Partimos raudos hacia la librería de César Soto. En el camino me iba hablando del regreso de Gonzalo, de su poesía y de lo importante que era su vuelta al país para los poetas jóvenes. Yo le comentaba lo poco que sabía de él. Había leído poemas suyos en antologías, pero nunca había tenido, en mis manos, ninguno de los hasta entonces escasos e inubicables libros del autor de La Miseria del Hombre. Sin embargo, le dije, recuerdo perfectamente un par de poemas suyos, y hay uno que recuerdo en especial porque me impresionó muchísimo desde la primera vez que lo leí. El poema era “Una vez el azar se llamó Jorge Cáceres” y lo leí por primera vez en la Antología de poesía chilena contemporánea, de Alfonso Calderón, Editorial Universitaria, 1971.

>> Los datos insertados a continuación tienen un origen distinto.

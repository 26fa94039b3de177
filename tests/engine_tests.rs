// End-to-end tests through the public `Engine`, `CompiledScript` and
// `Sandbox` API.

use pretty_assertions::assert_eq;
use rust_decimal::Decimal;
use sbx::{
    AllowedNodes, DeniedMembers, Engine, EngineOptions, Error, ErrorKind, ExecutionOptions, Inputs, NodeKind,
    Record, Sandbox, ScriptObject, Value,
};
use std::rc::Rc;
use std::str::FromStr;

fn invoice() -> Rc<dyn ScriptObject> {
    let customer = Record::new("Customer")
        .with("name", "Ada")
        .with("save", "never visible");
    Rc::new(
        Record::new("Invoice")
            .with("total", 120i64)
            .with("lines", vec![Value::Int(1), Value::Int(2)])
            .with("customer", Value::object(customer))
            .with("save", "never visible"),
    )
}

fn run(source: &str) -> Result<Value, Error> {
    Engine::new().evaluate(source, invoice(), &Inputs::type_object(7))
}

#[test]
fn result_channel_carries_the_outcome() {
    assert_eq!(run("result = 42").unwrap(), Value::Int(42));
    assert_eq!(run("x = 1").unwrap(), Value::None);
    assert_eq!(run("a = 1\na += 1\nresult = a").unwrap(), Value::Int(2));
    assert_eq!(run("for i in range(3):\n    result = i\n").unwrap(), Value::Int(2));
}

#[test]
fn disallowed_kinds_are_named_wherever_they_appear() {
    let engine = Engine::new();
    let cases = [
        ("import os", NodeKind::Import),
        ("if True:\n    x = [y for y in z]\n", NodeKind::Comprehension),
        ("result = len(lambda: 1)", NodeKind::Lambda),
        ("while False:\n    for i in x:\n        result = x[0]\n", NodeKind::Subscript),
        ("result = round(1.5, ndigits=0)", NodeKind::Keyword),
    ];
    for (source, kind) in cases {
        let error = engine.compile(source).unwrap_err();
        assert_eq!(error.kind(), ErrorKind::Disallowed, "{}", source);
        assert!(error.message().contains(&format!("`{}`", kind)), "{}", error);
    }
}

#[test]
fn empty_and_non_text_input_fail_to_compile() {
    let engine = Engine::new();
    assert_eq!(engine.compile("").unwrap_err().kind(), ErrorKind::InvalidInput);
    assert_eq!(
        engine.compile_bytes(b"result = '\xc3\x28'").unwrap_err().kind(),
        ErrorKind::InvalidInput
    );
    assert_eq!(
        engine.compile_bytes("result = 'é'".as_bytes()).unwrap().run(invoice(), &Inputs::new()).unwrap(),
        Value::str("é")
    );
}

#[test]
fn run_without_compile_executes_nothing() {
    let mut sandbox = Sandbox::new(Engine::new(), invoice(), Inputs::new());
    let error = sandbox.run().unwrap_err();
    assert_eq!(error.kind(), ErrorKind::InvalidInput);
    assert!(sandbox.script().is_none());

    assert!(sandbox.compile("import os").is_err());
    assert!(sandbox.run().is_err());
}

#[test]
fn denied_members_fail_like_missing_ones() {
    let denied = run("result = object.save").unwrap_err();
    let missing = run("result = object.nothing_here").unwrap_err();
    let (Error::Runtime(denied), Error::Runtime(missing)) = (denied, missing) else {
        panic!("expected runtime errors");
    };
    assert_eq!(denied.kind(), ErrorKind::AttributeError);
    assert_eq!(denied.kind(), missing.kind());
    assert_eq!(denied.message(), "'Invoice' object has no attribute 'save'");
}

#[test]
fn nested_context_objects_keep_the_denylist() {
    assert_eq!(run("result = object.customer.name").unwrap(), Value::str("Ada"));

    let Err(Error::Runtime(error)) = run("result = object.customer.save") else {
        panic!("expected a runtime error");
    };
    assert_eq!(error.kind(), ErrorKind::AttributeError);
    assert_eq!(error.message(), "'Customer' object has no attribute 'save'");
}

#[test]
fn custom_denylist_replaces_the_default() {
    let engine = Engine::with_options(EngineOptions {
        denied_members: DeniedMembers::none().with("total"),
        ..EngineOptions::default()
    });
    let script = engine.compile("result = object.save").unwrap();
    assert_eq!(script.run(invoice(), &Inputs::new()).unwrap(), Value::str("never visible"));

    let script = engine.compile("result = object.total").unwrap();
    assert_eq!(script.run(invoice(), &Inputs::new()).unwrap_err().kind(), ErrorKind::AttributeError);
}

#[test]
fn context_containers_are_copies() {
    let source = "items = object.lines\nitems.append(3)\nresult = len(object.lines)";
    assert_eq!(run(source).unwrap(), Value::Int(2));
}

#[test]
fn lists_alias_within_a_script() {
    assert_eq!(run("a = []\nb = a\nb.append(1)\nresult = len(a)").unwrap(), Value::Int(1));
}

#[test]
fn division_by_zero_shows_surrounding_lines() {
    let source = "a = 1\nb = 2\nc = 3\nd = 0\ne = a / d\nf = 5\ng = 6\nh = 7\ni = 8\nj = 9\n";
    let Err(Error::Runtime(error)) = run(source) else {
        panic!("expected a runtime error");
    };
    assert_eq!(error.kind(), ErrorKind::ZeroDivisionError);
    assert_eq!(error.line(), Some(5));

    let window: Vec<(usize, bool)> = error
        .diagnostic()
        .window()
        .iter()
        .map(|line| (line.number, line.is_error))
        .collect();
    assert_eq!(window, vec![(4, false), (5, true), (6, false)]);
}

#[test]
fn compiling_twice_gives_the_same_result() {
    let source = "total = 0\nfor n in object.lines:\n    total += n * type_object\nresult = total";
    let engine = Engine::new();
    let first = engine.compile(source).unwrap();
    let second = engine.compile(source).unwrap();
    let inputs = Inputs::type_object(7);
    assert_eq!(first.run(invoice(), &inputs).unwrap(), Value::Int(21));
    assert_eq!(first.run(invoice(), &inputs).unwrap(), second.run(invoice(), &inputs).unwrap());
}

#[test]
fn narrowed_allowlist_rejects_while() {
    let engine = Engine::with_options(EngineOptions {
        allowed_nodes: AllowedNodes::default().without(NodeKind::While),
        ..EngineOptions::default()
    });
    let error = engine.compile("n = 0\nwhile n < 3:\n    n += 1\n").unwrap_err();
    assert_eq!(error.kind(), ErrorKind::Disallowed);
    assert_eq!(error.line(), Some(2));
    assert!(error.message().contains("`While`"));
}

#[test]
fn widened_allowlist_enables_subscripts_and_break() {
    let engine = Engine::with_options(EngineOptions {
        allowed_nodes: AllowedNodes::default()
            .with(NodeKind::Subscript)
            .with(NodeKind::Slice)
            .with(NodeKind::Break),
        ..EngineOptions::default()
    });
    let source = "items = [5, 6, 7, 8]\nfor i in items[1:]:\n    if i > 6:\n        break\n    result = i\n";
    let value = engine.compile(source).unwrap().run(invoice(), &Inputs::new()).unwrap();
    assert_eq!(value, Value::Int(6));
}

#[test]
fn infinite_loops_exhaust_the_budget() {
    let engine = Engine::with_options(EngineOptions {
        execution: ExecutionOptions {
            max_iterations: Some(1_000),
            ..ExecutionOptions::default()
        },
        ..EngineOptions::default()
    });
    let error = engine
        .compile("while True:\n    pass\n")
        .unwrap()
        .run(invoice(), &Inputs::new())
        .unwrap_err();
    assert_eq!(error.kind(), ErrorKind::ResourceExceeded);
    assert!(error.message().contains("1000"));
}

#[test]
fn reserved_names_cannot_be_rebound() {
    for source in ["object = 1", "type_object = 2", "type_object += 1"] {
        let Err(Error::Runtime(error)) = run(source) else {
            panic!("expected a runtime error for {}", source);
        };
        assert_eq!(error.kind(), ErrorKind::ReservedName);
        assert!(error.message().contains("cannot rebind reserved name"));
    }
}

#[test]
fn reserved_input_names_are_refused() {
    let script = Engine::new().compile("result = 1").unwrap();
    let error = script.run(invoice(), &Inputs::new().with("result", 3i64)).unwrap_err();
    assert_eq!(error.kind(), ErrorKind::InvalidInput);
}

#[test]
fn fstrings_format_expressions() {
    assert_eq!(run("a = 5\nresult = f'{a=}'").unwrap(), Value::str("a=5"));
    assert_eq!(run("x = 2.0 / 3\nresult = f'{x:.2f}'").unwrap(), Value::str("0.67"));
    assert_eq!(
        run("result = f'{object.customer.name!r:>8}|{object.total:,}'").unwrap(),
        Value::str("   'Ada'|120")
    );
}

#[test]
fn decimals_and_dates_are_available() {
    assert_eq!(
        run("result = Decimal('0.10') + Decimal('0.20')").unwrap(),
        Value::Decimal(Decimal::from_str("0.30").unwrap())
    );
    assert_eq!(
        run("result = date(2024, 2, 29).isoformat()").unwrap(),
        Value::str("2024-02-29")
    );
    assert_eq!(
        run("d = datetime(2024, 3, 1, 9, 30)\nresult = d.strftime('%H:%M') + ' ' + str(d.year)").unwrap(),
        Value::str("09:30 2024")
    );
}

#[test]
fn exit_stops_the_script_cleanly() {
    assert_eq!(run("result = 1\nexit()\nresult = 2").unwrap(), Value::Int(1));
}

#[test]
fn runtime_errors_point_at_their_line() {
    let Err(Error::Runtime(error)) = run("x = 1\ny = 2\nresult = undefined_name + x") else {
        panic!("expected a runtime error");
    };
    assert_eq!(error.kind(), ErrorKind::NameError);
    assert_eq!(error.line(), Some(3));
    assert!(error.to_string().contains(">>>    3. result = undefined_name + x"));
}

#[test]
fn long_elif_chains_compile_and_run() {
    let mut source = String::from("x = 4999\nif x == -1:\n    result = -1\n");
    for i in 0..5_000 {
        source.push_str(&format!("elif x == {}:\n    result = {}\n", i, i));
    }
    source.push_str("else:\n    result = 'none'\n");
    assert_eq!(run(&source).unwrap(), Value::Int(4999));
}

#[test]
fn deeply_nested_script_values_are_released() {
    let wrapped = "a = []\nfor i in range(100000):\n    a = [a]\nresult = 1";
    assert_eq!(run(wrapped).unwrap(), Value::Int(1));

    let linked = "root = {}\ncur = root\nfor i in range(100000):\n    nxt = {}\n    cur['next'] = nxt\n    cur = nxt\nresult = 2";
    let engine = Engine::with_options(EngineOptions {
        allowed_nodes: AllowedNodes::default().with(NodeKind::Subscript),
        ..EngineOptions::default()
    });
    let value = engine.compile(linked).unwrap().run(invoice(), &Inputs::new()).unwrap();
    assert_eq!(value, Value::Int(2));

    let tuples = "t = ()\nfor i in range(100000):\n    t = (t, i)\nresult = 3";
    assert_eq!(run(tuples).unwrap(), Value::Int(3));
}

#[test]
fn comparing_deep_values_fails_cleanly() {
    let source = "a = []\nb = [0]\nfor i in range(1000):\n    a = [a]\n    b = [b, 0]\nresult = a < b";
    let Err(Error::Runtime(error)) = run(source) else {
        panic!("expected a runtime error");
    };
    assert_eq!(error.kind(), ErrorKind::ResourceExceeded);
    assert_eq!(error.line(), Some(6));
    assert_eq!(error.cause().message, "maximum recursion depth exceeded in comparison");
}

#[test]
fn decimal_rounding_overflow_is_a_runtime_error() {
    let Err(Error::Runtime(error)) = run("result = round(Decimal('79228162514264337593543950335'), -1)") else {
        panic!("expected a runtime error");
    };
    assert_eq!(error.kind(), ErrorKind::OverflowError);
}

#[test]
fn compile_failures_carry_a_context_window() {
    let error = Engine::new().compile("a = 1\nimport os\nb = 2").unwrap_err();
    assert_eq!(error.kind(), ErrorKind::Disallowed);
    assert_eq!(error.cause().line(), Some(2));

    let window: Vec<(usize, bool)> = error
        .diagnostic()
        .window()
        .iter()
        .map(|line| (line.number, line.is_error))
        .collect();
    assert_eq!(window, vec![(1, false), (2, true), (3, false)]);
    assert!(error.to_string().contains(">>>    2. import os"));
}

#[test]
fn errors_inside_multiline_fstrings_report_the_field_line() {
    let Err(Error::Runtime(error)) = run("x = 1\nresult = f'''a\n{1/0}'''") else {
        panic!("expected a runtime error");
    };
    assert_eq!(error.kind(), ErrorKind::ZeroDivisionError);
    assert_eq!(error.line(), Some(3));
}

Poco tuvimos que esperar porque el poeta apareció muy pronto en la librería luciendo un abrigo que lo hacía verse más bajo y rechoncho, apurado como quien sabe que le queda mucho por hacer y, por si fuera poco, en unas horas deberá tomar el bus al sur. A su larga y hermosa casa de Chillán. Gonzalo fue muy amable con nosotros. Hablamos un buen rato, pero no recuerdo nada de lo que se dijo. Llevaba un bolso de cuero color café, una especie de maletín parecido a esos que usaban los vendedores viajeros de antaño. Claro que él no llevaba muestras de productos para su promoción y venta sino que su maletín estaba atiborrado de papeles, revistas y libros. Seguramente gran parte de esa carga de palabras escritas se la habían endilgado los poetas jóvenes de la capital que como los de todo el país se las arreglaban para publicar sus versos en hojas sueltas, revistas grupales y uno que otro librito mal impreso y distribuido mano a mano entre los amigos y los amigos de los amigos, casi en total clandestinidad.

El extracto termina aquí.